Bird flu is a type of flu infection that spreads among birds. It is also known as ‘avian influenza’ or ‘avian flu’.
Cases of bird flu in people are very rare. It does not spread easily to humans. The spread of bird flu from person to person is also very rare.
How you can get bird flu
You can get bird flu if you are in close contact with a bird that has it.
Close contact includes:
- touching infected birds that are dead or alive
- touching their poo or bedding
- killing or preparing infected poultry for cooking
The main signs that a bird may have bird flu include:
- sudden death
- swollen head
- closed and runny eyes
- loss of appetite
- difficulty breathing
- fewer eggs laid or eggs with watery whites
You cannot get bird flu by eating poultry or eggs that are fully cooked, even in an area with an outbreak.
Reduce your risk of getting bird flu
There are things you can do to prevent bird flu.
do not go near or touch bird poo, or sick birds or dead birds
do not visit live animal markets or poultry farms if you do not need to
do not bring live birds, poultry or feathers into the country
do not eat poultry that is raw or undercooked
do not eat raw eggs
wash your hands often with warm water and soap, especially when handling food and raw poultry
use different utensils and surfaces for raw meat and cooked meat
make sure meat is cooked until steaming hot
avoid contact with live birds and poultry
report any sick or dead wild birds
Symptoms of bird flu in people
The main symptoms of bird flu include:
- a temperature of 38 degrees Celsius or above
- feeling hot or shivery
- aching muscles
- a cough or shortness of breath
Other early symptoms may include:
- stomach pain
- chest pain
- bleeding from the nose and gums
It takes about 3 to 5 days for the first symptoms of bird flu to appear.
When to get medical help
Non-urgent advice: Speak to your GP if:
- you recently travelled to an area affected by bird flu and were within 1 metre of live or dead birds
- you were in close contact with anyone with a severe respiratory illness
- you had contact with anyone who died unexpectedly and was from an area that had an outbreak of bird flu
These tests can be done to confirm bird flu:
- Taking a sample from your throat and nose using a swab, to test for the virus.

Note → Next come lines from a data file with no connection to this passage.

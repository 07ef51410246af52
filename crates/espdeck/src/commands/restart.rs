//! Bridge restart handler.

use espdeck_core::{BridgeConfig, Command as CoreCommand, CommandResult, Controller};

use crate::cli::GlobalOpts;
use crate::error::CliError;

use super::util;

pub async fn handle(bridge: BridgeConfig, global: &GlobalOpts) -> Result<(), CliError> {
    let prompt = format!("Restart the bridge at {}?", bridge.endpoint);
    if !util::confirm(&prompt, "restart", global.yes)? {
        return Ok(());
    }

    let result =
        Controller::oneshot(bridge, |c| async move { c.execute(CoreCommand::Restart).await })
            .await?;

    if let CommandResult::Restarted { message } = result {
        if !global.quiet {
            eprintln!("✓ {message}");
        }
    }
    Ok(())
}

- Testing your phlegm for the virus.
If the test results are normal, it is unlikely you have bird flu.
Treatment for bird flu in people
If you have symptoms of bird flu, you'll be advised to stay at home or be treated in hospital.
You may get antiviral medicine that can help:
- reduce the severity of the condition
- prevent complications
- improve the chances of survival
Antiviral medicines are sometimes given to people who have:
- been in close contact with infected birds
- had contact with infected people, for example family or healthcare staff
Getting treatment quickly may:
- prevent complications, such as pneumonia
- reduce the risk of developing severe illness
If you're abroad
Get medical help straight away if you have symptoms of bird flu.
The European Health Insurance Card (EHIC) lets you get free or reduced cost healthcare when travelling in:
- any European Union (EU) country
- any European Economic Area (EA) country
If you're going abroad
Check health advice for the country you're visiting.
Report a suspected case of bird flu in birds
The Department of Agriculture, Food and the Marine watch and control outbreaks of bird flu in Ireland. They keep a list of species they monitor for bird flu.
You can report a sick or dead wild bird:
- by phone
Phone: 01 607 2512
Monday to Friday, 9am to 5pm
Phone: 01 492 8026
All other times
You can use an application to report a sick or dead bird. The app will work on any device with a browser and internet connection. You do not have to download the app.